Hi,
HAProxy 2.4.13 was released on 2022/02/16. It added 28 new commits
after version 2.4.12.
No need to read this if you already read the 2.5.2 announcement :-)
This is essentially the same as what changed from 2.5.1 to 2.5.2, except
master and httpclient, so I'm copy-pasting here the relevant parts below.
This version addresses a few long-term bugs that have been keeping us
quite busy for far too long, but ultimately it's satisfying to know that
these ones are gone and that they won't be casting a doubt over every
single bug report.
The main issues fixed in this version are:
- a tiny race condition in the scheduler affecting the rare multi-
threaded tasks. In some cases, a task could be finishing to run
on one thread and expiring on another one, just in the process
of being requeued to the position being in the process of being
calculated by the thread finishing with it. The most likely case
was the peers task disabling the expiration while waiting for other
peers to be locked, causing such a non-expirable task to be queued
and to block all other timers from expiring (typically health checks,
peers and resolvers, but others were affected). This could only
happen at high peers traffic rate but it definitely did. When built
with the suitable options such as DEBUG_STRICT it would immediately
crash (which is how it was detected). This bug was present since 2.0.

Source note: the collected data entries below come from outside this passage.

//! Tests for the window-system boundary types.

use proptest::prelude::*;

use crate::os::WindowHandle;

#[test]
fn null_handle_semantics() {
    assert!(WindowHandle::NULL.is_null());
    assert_eq!(WindowHandle::from_raw(0), WindowHandle::NULL);
    assert_eq!(WindowHandle::NULL.non_null(), None);
    assert_eq!(WindowHandle::default(), WindowHandle::NULL);
}

#[test]
fn live_handle_semantics() {
    let handle = WindowHandle::from_raw(42);
    assert!(!handle.is_null());
    assert_eq!(handle.non_null(), Some(handle));
    assert_eq!(handle.as_raw(), 42);
}

proptest! {
    /// Wrapping and unwrapping a raw handle value loses nothing.
    #[test]
    fn raw_round_trip(raw in any::<isize>()) {
        let handle = WindowHandle::from_raw(raw);
        prop_assert_eq!(handle.as_raw(), raw);
    }

    /// `non_null` is `Some` exactly for non-zero raw values.
    #[test]
    fn non_null_matches_zero_sentinel(raw in any::<isize>()) {
        let handle = WindowHandle::from_raw(raw);
        prop_assert_eq!(handle.non_null().is_some(), raw != 0);
        prop_assert_eq!(handle.is_null(), raw == 0);
    }
}

#[cfg(not(windows))]
mod stub_behavior {
    use crate::os::stub::StubWindowSystem;
    use crate::os::{WindowHandle, WindowSystem};

    #[tokio::test]
    async fn every_lookup_misses() {
        let system = StubWindowSystem::new();
        assert!(system.find_window("Progman", None).await.is_null());
        assert!(system
            .find_child_window(WindowHandle::NULL, WindowHandle::NULL, "WorkerW", None)
            .await
            .is_null());
        assert!(system.set_parent(WindowHandle::from_raw(7), WindowHandle::NULL).await.is_null());
    }

    #[tokio::test]
    async fn every_action_reports_failure() {
        let system = StubWindowSystem::new();
        assert!(!system.post_message(WindowHandle::from_raw(1), 0x052C, 0xD, 0x1).await);
        assert!(!system.invalidate_region(WindowHandle::from_raw(1), false).await);
        assert!(!system.update_window(WindowHandle::from_raw(1)).await);
        assert!(!system.broadcast_system_parameter_change(0x0014, 0x02).await);
    }

    #[test]
    fn enumeration_visits_nothing() {
        let system = StubWindowSystem::new();
        let mut visited = 0;
        system.enumerate_top_level_windows(&mut |_| {
            visited += 1;
            true
        });
        assert_eq!(visited, 0);
    }
}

- a bug in the Set-Cookie2 response parser may result in an infinite
loop triggering the watchdog if a server sends this while it belongs
to a backend configured with cookie persistence. Usually cookie-based
persistence is not used with untrusted servers, but if that was the
case, the following rule would be usable as a workaround for the time
it takes to upgrade:
http-response del-header Set-Cookie2
It reminded us that 2.5 years ago we were discussing about completely
dropping Set-Cookie2 which never succeeded in field, Tim has opened an
issue so that we don't forget to remove it after 2.6. This issue was
diagnosed, reported and fixed by Andrew McDermott and Grant Spence.
This bug was there since 1.9.
- a bug in the SPOE error handling. When a connection to an agent dies,
there may still be requests pending that are tied to this connection.
The list of such requests is scanned so that they can be aborted,
except that the condition to scan the list was incorrect, and when
these requests were finally aborted upon processing timeout, they were
updating the memory area they used to point to, which could have been
reused for anything, causing random crashes very commonly seen in
libc's malloc/free va openssl, or haproxy pools with corrupted pointers.
In short, anyone using SPOE must absolutely update to apply the fix
otherwise any bug they face cannot be trusted as we know there's a rare
but real case of memory corruption there. This bug was present since
1.8.
- there was a possible race condition on the listeners where it was
sometimes possible to wake up a temporarily paused listener just after
it had failed to rebind upon a failed attempt to reload. This would
access fdtab[-1] causing memory corruption or crashes. It's been there
since 2.2 but really started to have an effect with 2.3.
- the master CLI could remain stuck forever if extra characters followed
by a shutdown were sent before the end of a response. In this case, each
such connection would remain unusable, and a script doing this would
face a connection failure after the 10th attempt (master's maxconn). A
few related issues could also cause it to loop forever (e.g. too long
pipelined requests, and empty buffers after wrapping).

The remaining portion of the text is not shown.